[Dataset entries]
________________________

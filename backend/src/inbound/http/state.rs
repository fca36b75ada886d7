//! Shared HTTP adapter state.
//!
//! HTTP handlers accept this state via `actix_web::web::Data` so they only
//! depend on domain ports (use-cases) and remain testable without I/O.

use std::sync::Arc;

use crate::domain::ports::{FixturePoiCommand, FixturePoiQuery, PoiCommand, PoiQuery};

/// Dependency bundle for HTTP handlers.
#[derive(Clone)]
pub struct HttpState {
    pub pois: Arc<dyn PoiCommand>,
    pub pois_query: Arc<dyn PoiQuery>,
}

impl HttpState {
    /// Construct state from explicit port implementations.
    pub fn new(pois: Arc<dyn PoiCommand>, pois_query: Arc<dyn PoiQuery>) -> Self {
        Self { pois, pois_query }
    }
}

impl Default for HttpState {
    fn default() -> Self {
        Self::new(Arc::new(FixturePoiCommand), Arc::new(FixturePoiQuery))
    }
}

________________________

Find "#[derive(Clone)]" in the entries above and copy that whole line exactly, then each line after it through the line that contains "pub fn new(pois: Arc<dyn".

#[derive(Clone)]
pub struct HttpState {
    pub pois: Arc<dyn PoiCommand>,
    pub pois_query: Arc<dyn PoiQuery>,
}

impl HttpState {
    /// Construct state from explicit port implementations.
    pub fn new(pois: Arc<dyn PoiCommand>, pois_query: Arc<dyn PoiQuery>) -> Self {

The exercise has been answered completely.